According to F.P. Champagne “Canada’s aluminum (10,500 workers) and steel (23,000 workers) industries are vital for our economic prosperity and support well-paying middle-class jobs”. For Canada, this situation is all the more difficult to accept because it has a $2 billion trade deficit with the US on iron and steel products. Canada buys 50 % of US exports of steel. Canadian steel is used in US tanks and Canada’s aluminum in US planes. More than 80 % of Canada’s aluminum are exported to the US to be further processed for the domestic market and exports. The links are so close between both countries that Canada is part of the US National Technology and Industrial Base related to National Defense. 38

On July 5, 2018, Mexico also retaliated against the US with tariffs of 7, 10, 15, 20 and 25 percent on $3.6 billion of US products including steel, aluminum, agriculture and other sectors. On August 6, 2018, Russia raised duties from 25 to 30 percent to respond to US measures on steel.

In general, retaliation measures have been taken based on the assumption that US tariffs are safeguards. The US has contested this argumentation and required consultations at the WTO on July 16, 2018 to be followed by panels under the DSB with Canada, China, the EU, Mexico and Turkey. US Trade Representative Robert Lighthizer said that “the actions taken by the President are wholly legitimate and fully justified as a matter of US law and international trade rules. Instead of working with us to address a common problem, some of our trading partners have elected to respond with retaliatory tariffs designed to punish American workers, farmers and companies. These tariffs appear to breach each WTO Member’s commitments under the WTO Agreement. The United States will take all necessary actions to protect our interests, and we urge our trading partners to work constructively with us on the problems created by massive and persistent excess capacity in the steel and aluminum sectors ( USTR, 2018 )”.

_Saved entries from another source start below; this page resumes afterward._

#[cfg(test)]
mod tests {
    use super::*;
    use crate::storage::SortBy;

    #[test]
    fn it_should_claim_once() {
        let store = MemoryStore::new();
        assert!(store.set_nx("boat:name:Pen Duick", "1").expect("set_nx"));
        assert!(!store.set_nx("boat:name:Pen Duick", "2").expect("set_nx"));
        assert_eq!(store.get("boat:name:Pen Duick").expect("get"), Some("1".to_string()));
    }

    #[test]
    fn it_should_reject_wrong_type() {
        let store = MemoryStore::new();
        store.sadd("boat:collection", &["1"]).expect("sadd");
        assert!(matches!(store.get("boat:collection"), Err(AppError::WrongType(_))));
        assert!(matches!(store.incr_by("boat:collection", 1), Err(AppError::WrongType(_))));
    }

    #[test]
    fn it_should_remove_emptied_collections() {
        let store = MemoryStore::new();
        store.sadd("s", &["a"]).expect("sadd");
        store.srem("s", &["a"]).expect("srem");
        assert!(!store.exists("s").expect("exists"));
        store.rpush("l", &["x"]).expect("rpush");
        assert_eq!(store.lpop("l").expect("lpop"), Some("x".to_string()));
        assert_eq!(store.key_count().expect("count"), 0);
    }

    #[test]
    fn it_should_count_commands() {
        let store = MemoryStore::new();
        store.set("a", "1").expect("set");
        store.get("a").expect("get");
        assert_eq!(store.command_count(), 2);
    }

    #[test]
    fn it_should_increment_counters() {
        let store = MemoryStore::new();
        assert_eq!(store.incr_by("boat:max_pk", 1).expect("incr"), 1);
        assert_eq!(store.incr_by("boat:max_pk", 1).expect("incr"), 2);
        store.set("text", "sail").expect("set");
        assert!(matches!(store.incr_by("text", 1), Err(AppError::Store(_))));
    }

    #[test]
    fn it_should_intersect_and_store() {
        let store = MemoryStore::new();
        store.sadd("a", &["1", "2", "3"]).expect("sadd");
        store.sadd("b", &["2", "3", "4"]).expect("sadd");
        assert_eq!(store.sinterstore("dest", &["a", "b"]).expect("sinterstore"), 2);
        assert_eq!(store.smembers("dest").expect("smembers").into_iter().collect::<Vec<_>>(), vec!["2", "3"]);
        assert_eq!(store.sinterstore("dest", &["a", "missing"]).expect("sinterstore"), 0);
        assert!(!store.exists("dest").expect("exists"));
    }

    #[test]
    fn it_should_handle_lists() {
        let store = MemoryStore::new();
        store.rpush("l", &["a", "b", "a", "c", "a"]).expect("rpush");
        store.lpush("l", &["z"]).expect("lpush");
        assert_eq!(store.lrange("l", 0, -1).expect("lrange"), vec!["z", "a", "b", "a", "c", "a"]);
        assert_eq!(store.lrem("l", -1, "a").expect("lrem"), 1);
        assert_eq!(store.lrange("l", 0, -1).expect("lrange"), vec!["z", "a", "b", "a", "c"]);
        assert_eq!(store.lrem("l", 0, "a").expect("lrem"), 2);
        assert_eq!(store.lrange("l", 0, -1).expect("lrange"), vec!["z", "b", "c"]);
        assert_eq!(store.llen("l").expect("llen"), 3);
    }

    #[test]
    fn it_should_order_sorted_sets_by_score() {
        let store = MemoryStore::new();
        store.zadd("z", &[(3.0, "c"), (1.0, "a"), (2.0, "b")]).expect("zadd");
        assert_eq!(store.zincr_by("z", "a", 5.0).expect("zincr"), 6.0);
        let members: Vec<String> = store.zrange("z", 0, -1).expect("zrange").into_iter().map(|(m, _)| m).collect();
        assert_eq!(members, vec!["b", "c", "a"]);
        assert_eq!(store.zscore("z", "b").expect("zscore"), Some(2.0));
        assert_eq!(store.zcard("z").expect("zcard"), 3);
    }

    #[test]
    fn it_should_sort_by_hash_field() {
        let store = MemoryStore::new();
        store.sadd("boat:collection", &["1", "2", "3"]).expect("sadd");
        store.hset("boat:1", "year", "1990").expect("hset");
        store.hset("boat:2", "year", "1950").expect("hset");
        store.hset("boat:3", "year", "2001").expect("hset");
        let opts = SortOptions {
            by: SortBy::Pattern("boat:*->year".into()),
            get: vec!["#".into(), "boat:*->year".into()],
            ..Default::default()
        };
        let rows = store.sort("boat:collection", &opts).expect("sort");
        let ids: Vec<String> = rows.into_iter().filter_map(|r| r[0].clone()).collect();
        assert_eq!(ids, vec!["2", "1", "3"]);
    }
}
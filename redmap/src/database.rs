use crate::collection::{Collection, Ids, Instances};
use crate::index::IndexManager;
use crate::instance::Instance;
use crate::model::{ModelDef, PkKind};
use crate::registry::IdRegistry;
use crate::settings::{RedmapSettings, DEFAULT_TEMP_KEY_PREFIX};
use crate::storage::{open_store, Store};
use crate::value::FieldValue;
use crate::AppError;
use log::{debug, warn};
use std::collections::HashMap;
use std::sync::{Arc, Mutex};

pub(crate) struct Context {
    pub(crate) store: Arc<dyn Store>,
    pub(crate) temp_key_prefix: String,
}

/// Entry point: a store plus the models registered against it.
pub struct Database {
    ctx: Arc<Context>,
    models: Mutex<HashMap<String, Model>>,
}

impl Database {
    pub fn new(store: Arc<dyn Store>) -> Self {
        Self::with_temp_key_prefix(store, DEFAULT_TEMP_KEY_PREFIX)
    }

    pub fn with_temp_key_prefix(store: Arc<dyn Store>, temp_key_prefix: &str) -> Self {
        Database {
            ctx: Arc::new(Context { store, temp_key_prefix: temp_key_prefix.to_string() }),
            models: Mutex::new(HashMap::new()),
        }
    }

    pub fn from_settings(settings: &RedmapSettings) -> Result<Self, AppError> {
        let store = open_store(&settings.store)?;
        Ok(Self::with_temp_key_prefix(store, &settings.collection.temp_key_prefix))
    }

    pub fn store(&self) -> &Arc<dyn Store> {
        &self.ctx.store
    }

    /// Registers a model; a second model with the same namespace and name is rejected.
    pub fn register(&self, def: ModelDef) -> Result<Model, AppError> {
        let mut models = self.models.lock()?;
        if models.contains_key(def.class()) {
            return Err(AppError::Implementation(format!(
                "A model named {} already exists in namespace {:?}",
                def.name(),
                def.namespace()
            )));
        }
        let model = Model { def: Arc::new(def), ctx: self.ctx.clone() };
        models.insert(model.class().to_string(), model.clone());
        debug!("Registered model {}", model.class());
        Ok(model)
    }

    /// Looks a model up by its class prefix, e.g. `boat` or `sea:boat`.
    pub fn model(&self, class: &str) -> Result<Option<Model>, AppError> {
        Ok(self.models.lock()?.get(class).cloned())
    }
}

/// Cheap handle to a registered model.
#[derive(Clone)]
pub struct Model {
    def: Arc<ModelDef>,
    ctx: Arc<Context>,
}

impl Model {
    pub fn def(&self) -> &ModelDef {
        &self.def
    }

    pub fn class(&self) -> &str {
        self.def.class()
    }

    pub fn store(&self) -> &dyn Store {
        self.ctx.store.as_ref()
    }

    pub(crate) fn temp_key_prefix(&self) -> &str {
        &self.ctx.temp_key_prefix
    }

    pub(crate) fn registry(&self) -> IdRegistry<'_> {
        IdRegistry::new(self.store(), self.class())
    }

    pub(crate) fn indexes(&self) -> IndexManager<'_> {
        IndexManager::new(self.store(), self.class())
    }

    /// Instance whose identifier is allocated on its first write.
    pub fn new_instance(&self) -> Result<Instance, AppError> {
        match self.def.pk_kind() {
            PkKind::Auto => Ok(Instance::fresh(self.clone(), None)),
            PkKind::Custom => Err(AppError::Implementation(format!("{} needs a primary key, use new_instance_with_pk", self.def.name()))),
        }
    }

    /// Instance with a caller-supplied identifier, registered on its first write.
    pub fn new_instance_with_pk(&self, pk: impl Into<FieldValue>) -> Result<Instance, AppError> {
        match self.def.pk_kind() {
            PkKind::Custom => Ok(Instance::fresh(self.clone(), Some(pk.into().into_string()))),
            PkKind::Auto => Err(AppError::Implementation(format!("{} has an auto-incremented primary key", self.def.name()))),
        }
    }

    /// Creates and registers an instance, writing the given simple fields and the defaults of the
    /// others. A failed write deletes what was written and returns the error.
    pub fn create<'a, I>(&self, values: I) -> Result<Instance, AppError>
    where
        I: IntoIterator<Item = (&'a str, FieldValue)>,
    {
        let mut given: HashMap<&str, FieldValue> = HashMap::new();
        let mut pk = None;
        for (name, value) in values {
            if self.def.is_pk(name) {
                pk = Some(value);
                continue;
            }
            match self.def.field(name) {
                None => return Err(AppError::Implementation(format!("{} has no field {}", self.def.name(), name))),
                Some(f) if !f.kind.is_simple() => {
                    return Err(AppError::Implementation(format!("Field {} of {} cannot be set on create", name, self.def.name())))
                }
                Some(_) => {
                    given.insert(name, value);
                }
            }
        }
        let instance = match (self.def.pk_kind(), pk) {
            (PkKind::Custom, Some(pk)) => self.new_instance_with_pk(pk)?,
            (PkKind::Custom, None) => return Err(AppError::Implementation(format!("{} needs a value for {}", self.def.name(), self.def.pk_name()))),
            (PkKind::Auto, Some(_)) => return Err(AppError::Implementation(format!("{} has an auto-incremented primary key", self.def.name()))),
            (PkKind::Auto, None) => self.new_instance()?,
        };
        if let Err(e) = self.populate(&instance, given) {
            if instance.registered_here()? {
                if let Err(cleanup) = instance.delete() {
                    warn!("Failed to delete partially created {} {:?}: {}", self.class(), instance.pk(), cleanup);
                }
            }
            return Err(e);
        }
        Ok(instance)
    }

    fn populate(&self, instance: &Instance, mut given: HashMap<&str, FieldValue>) -> Result<(), AppError> {
        for field in self.def.simple_fields() {
            let value = given.remove(field.name.as_str()).or_else(|| field.default.clone());
            if let Some(value) = value {
                instance.scalar(&field.name)?.set(value)?;
            }
        }
        instance.ensure_registered()
    }

    /// Instance for a registered identifier.
    pub fn get(&self, pk: impl Into<FieldValue>) -> Result<Instance, AppError> {
        let pk = pk.into().into_string();
        if self.registry().exists(&pk)? {
            Ok(Instance::existing(self.clone(), pk))
        } else {
            Err(AppError::DoesNotExist { model: self.def.name().to_string(), pk })
        }
    }

    /// Instance owning `value` of an indexable field, when exactly one living instance does.
    pub fn get_by(&self, field: &str, value: impl Into<FieldValue>) -> Result<Instance, AppError> {
        let value = value.into();
        let def = self
            .def
            .field(field)
            .ok_or_else(|| AppError::InvalidQuery(format!("{} has no field {}", self.def.name(), field)))?;
        let ids = self.indexes().lookup(def, value.as_str())?;
        let mut found = None;
        for id in ids {
            if self.registry().exists(&id)? {
                if found.is_some() {
                    return Err(AppError::InvalidQuery(format!("More than one {} with {}={}", self.def.name(), field, value)));
                }
                found = Some(id);
            }
        }
        match found {
            Some(pk) => Ok(Instance::existing(self.clone(), pk)),
            None => Err(AppError::DoesNotExist { model: self.def.name().to_string(), pk: format!("{}={}", field, value) }),
        }
    }

    pub fn exists(&self, pk: impl Into<FieldValue>) -> Result<bool, AppError> {
        self.registry().exists(pk.into().as_str())
    }

    /// Whether a living instance holds `value` in the indexable field.
    pub fn exists_by(&self, field: &str, value: impl Into<FieldValue>) -> Result<bool, AppError> {
        let def = self
            .def
            .field(field)
            .ok_or_else(|| AppError::InvalidQuery(format!("{} has no field {}", self.def.name(), field)))?;
        self.indexes().resolves_to_living(def, value.into().as_str())
    }

    /// Lazy query over every instance of the model. Building it touches no store.
    pub fn collection(&self) -> Collection<Ids> {
        Collection::new(self.clone())
    }

    pub fn instances(&self) -> Collection<Instances> {
        self.collection().instances()
    }
}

These views were not shared by several members of the US Congress, who prepared a bipartisan bill to curtail the use of national security by President D. Trump to justify additional tariffs becoming taxes paid by US consumers. According to Senator Pat Toomey “the imposition of these taxes under the false pretense of national security is weakening our economy, threatening American jobs and eroding our credibility with other nations.”( Washington Trade Daily, 2019 ). For G. C. Hufbauer (2019 ), by invoking national security, the US acted on the basis of a dubious premise that US steel producers must be protected to avoid any lack of steel in case of a future war.

Broader trade conflict with China

The trade conflicts initiated by President D. Trump also include large-scale tit-for-tat actions with China. On July 6 and August 23, 2018, the US imposed 25 % tariffs on respectively $34 and $16 billion of imports of mainly intermediate inputs and capital goods from China to address unfair trade practices. China retaliated on the same days imposing the same additional tariffs on the same value of imports from the US, targeting cars and agricultural products. The US countered by imposing an additional 10 % tariff on a trade volume of $200 billion of imports from China (6000 tariff lines) from September 24, 2018 until the end the year to be increased to 25 % as of January 1, 2019. China reacted by imposing the same day additional tariffs of 5, 10, 20 and 25 percent on $60 billion of imports from the US (5207 tariff lines). China’s substantial reduction of imports of US farm products had a significant impact in the US with warehouses full of excess meat, significant surpluses of dairy products and a sharp fall of soybean prices. President D. Trump required from the US Congress a $12 billion fund to compensate US farmers.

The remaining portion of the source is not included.